Читать «История зеркала. Две рукописи и два письма» онлайн - страница 135
Анна Нимова
Болезнь его была настолько скоротечной, а смерть – внезапной, что невольно напомнила о смерти Дандоло, и как только я воскресил в памяти подробности, ужаснулся: за день до смерти Марко, как и Дандоло, страдал от жажды непереносимой. В мастерской он без конца зачерпывал воду и пил длинными мучительными глотками. Временами он давился и тяжело откашливался, а когда я спросил, что с ним, он сказал: тошнота подступает и горло сжимается, словно на него надевают обруч железный. Когда мы возвращались в жилище, он опирался на мою руку – такая находила слабость.
Последний с ним разговор я вёл об Ансельми, ибо в мастерской поползли слухи. Тот, кто их передавал, не ограничился тем, что случайно подслушал, а может, каждый, кто рассказывал на ухо соседу, считал должным вставить словечко-другое, и в конце слухи раздулись Бог знает в какую историю. То, что сказал мне Марко, казалось довольно невинным из того, до чего другие додумывались. Будь у Ансельми хоть половина, о чем шушукались по углам, я бы поостерегся иметь с ним дело. Так что можете представить, на какие небылицы походило, в истории той даже мне нашлось место: поговаривали, вроде, он нарочно поселил меня в свою комнату, чтобы дождаться подходящего случая и лишить ещё одну душу невинности, только на сей раз задумка его не удалась.

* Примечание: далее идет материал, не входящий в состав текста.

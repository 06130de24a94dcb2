mod config;
mod events;
mod server;
mod tui;
mod world;

use std::io;
use std::net::{IpAddr, SocketAddr};
use std::path::PathBuf;
use std::sync::atomic::Ordering;
use std::time::Duration;

use anyhow::{Context, Result};
use clap::Parser;
use crossterm::event::{self, Event, KeyCode, KeyEventKind};
use crossterm::terminal::{self, EnterAlternateScreen, LeaveAlternateScreen};
use crossterm::{cursor, execute};
use ratatui::Terminal;
use ratatui::backend::CrosstermBackend;

use config::ServerConfig;
use server::GameServer;
use tui::TuiState;

#[derive(Parser)]
#[command(name = "skirmish-server")]
#[command(about = "Skirmish game server")]
struct Args {
    #[arg(short, long, default_value = "::")]
    bind: String,

    #[arg(short, long, default_value_t = skirmish::DEFAULT_PORT)]
    port: u16,

    #[arg(short, long, help = "Server settings file (TOML)")]
    config: Option<PathBuf>,

    #[arg(short, long)]
    tick_rate: Option<u32>,

    #[arg(short, long)]
    max_clients: Option<usize>,

    #[arg(long)]
    headless: bool,

    #[arg(long, help = "Do not announce the server on the local network")]
    no_announce: bool,

    #[arg(long, help = "Discovery beacons per minute")]
    beacon_frequency: Option<u32>,

    #[arg(long, help = "Enable outgoing packet loss simulation")]
    simulate_packet_loss: bool,

    #[arg(long, default_value_t = 0.0, help = "Packet loss percentage (0-100)")]
    loss_percent: f32,
}

impl Args {
    fn server_config(&self) -> Result<ServerConfig> {
        let mut config = match &self.config {
            Some(path) => ServerConfig::load(path)?,
            None => ServerConfig::default(),
        };

        if let Some(tick_rate) = self.tick_rate {
            config.tick_rate = tick_rate;
        }
        if let Some(max_clients) = self.max_clients {
            config.max_clients = max_clients;
        }
        if let Some(frequency) = self.beacon_frequency {
            config.discovery.beacon_frequency = frequency;
        }
        if self.no_announce {
            config.announce = false;
        }
        if self.simulate_packet_loss {
            config.packet_loss.enabled = true;
            config.packet_loss.loss_percent = self.loss_percent.clamp(0.0, 100.0);
        }
        Ok(config)
    }
}

fn main() -> Result<()> {
    let args = Args::parse();
    let ip: IpAddr = args
        .bind
        .parse()
        .with_context(|| format!("invalid bind address {:?}", args.bind))?;
    let bind_addr = SocketAddr::new(ip, args.port);
    let config = args.server_config()?;

    let mut server = GameServer::new(bind_addr, config)
        .with_context(|| format!("failed to bind {bind_addr}"))?;

    if args.headless {
        env_logger::Builder::from_env(env_logger::Env::default().default_filter_or("info")).init();
        run_headless(&mut server);
    } else {
        run_with_tui(&mut server)?;
    }

    Ok(())
}

fn run_headless(server: &mut GameServer) {
    let running = server.running();
    while running.load(Ordering::SeqCst) {
        server.tick_once();
        for event in server.drain_events() {
            if event.is_warning() {
                log::warn!("{}", event.describe());
            } else {
                log::info!("{}", event.describe());
            }
        }
        std::thread::sleep(Duration::from_millis(1));
    }
    log::info!("Server shutting down");
    server.shutdown_connections();
}

fn run_with_tui(server: &mut GameServer) -> io::Result<()> {
    terminal::enable_raw_mode()?;
    let mut stdout = io::stdout();
    execute!(stdout, EnterAlternateScreen, cursor::Hide)?;

    let backend = CrosstermBackend::new(stdout);
    let mut terminal = Terminal::new(backend)?;

    let running = server.running();
    let mut tui_state = TuiState::new();

    if !server.stats().announcing {
        tui_state.log_warn("Discovery announcements disabled");
    }

    while running.load(Ordering::SeqCst) {
        server.tick_once();

        for event in server.drain_events() {
            if event.is_warning() {
                tui_state.log_warn(event.describe());
            } else {
                tui_state.log_info(event.describe());
            }
        }

        if let Some(player_id) = tui_state.take_pending_kick() {
            server.kick_client(player_id);
        }

        if event::poll(Duration::from_millis(1))? {
            if let Event::Key(key) = event::read()? {
                if key.kind == KeyEventKind::Press {
                    let clients = server.client_infos();
                    match key.code {
                        KeyCode::Char('q') | KeyCode::Esc => {
                            running.store(false, Ordering::SeqCst);
                        }
                        KeyCode::PageUp => tui_state.scroll_up(),
                        KeyCode::PageDown => tui_state.scroll_down(),
                        KeyCode::End => tui_state.scroll_to_bottom(),
                        KeyCode::Up => tui_state.select_prev_connection(clients.len()),
                        KeyCode::Down => tui_state.select_next_connection(clients.len()),
                        KeyCode::Char('k') | KeyCode::Char('K') => {
                            tui_state.request_kick(&clients);
                        }
                        _ => {}
                    }
                }
            }
        }

        tui_state.packet_loss_dropped = server.packet_loss_dropped();
        let stats = server.stats();
        let clients = server.client_infos();
        terminal.draw(|frame| {
            tui::render(frame, &tui_state, &stats, &clients);
        })?;
    }

    tui_state.log_info("Shutting down...");
    server.shutdown_connections();

    terminal::disable_raw_mode()?;
    execute!(terminal.backend_mut(), LeaveAlternateScreen, cursor::Show)?;

    Ok(())
}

Случилось это не за один день, по меньшей мере, на разговоры ушла неделя. А поскольку я так и продолжал исподтишка присматривать за Ансельми в зеркало, всю ту неделю недоуменно наблюдал, как его отражение в зеркале меняется. Я-то поначалу оставался в неведении, как всё закружилось, только видел его сильно растерянным, видимо, какие-то отголоски до него доходили, а потом лицо его мрачнело с каждым разом больше и больше.
Но это полбеды, думаю, он бы мирился с тем, как про него заговорили, в конце концов, поведением в Париже он не давал сколь-нибудь значительного повода усомниться в своих наклонностях, а стало быть, и пересудам о прошлом рано или поздно пришел бы конец. Но пошли разговоры, что до прихода в Париж он не имел к стекольному делу отношения, и это был самый болезненный удар, который получило его самолюбие. Он-то считал, что помощь Пьетро вполне может сойти за работу в мастерской, за то время он выучился кое-чему, потом ещё про себя что-то додумал, а вся эта правда наполовину с выдумкой разбилась в одночасье. Но и это не всё. Его самого поставили под сомнение. Теперь в глазах тех, с кем он трудился, не считая Пьетро и Антонио – им-то было известно больше, он был чужаком, неизвестно откуда взявшимся, вроде и не их сословия. Расспросы Марко и слухи, за ними расползавшиеся, сделали своё дело, теперь итальянцы вообще не понимали, кто он такой, как пришел в мастерскую, и смотрели подозрительно, расположение к нему совсем утратилось.
Я понимаю их тревогу: возможно, в другом положении им это было безразлично, но тогда, в особенности после смерти Дандоло, они с большим недоверием относились ко всему, что выходило за пределы их твердой уверенности или отчетливого понимания. Любой казался им опасен, если не мог доказать свою надежность. Дошло до того, что кто-то потребовал от Антонио объяснений – дескать, как этот парень мог оказаться среди них, зачем его привели в Париж и почему скрывали правду.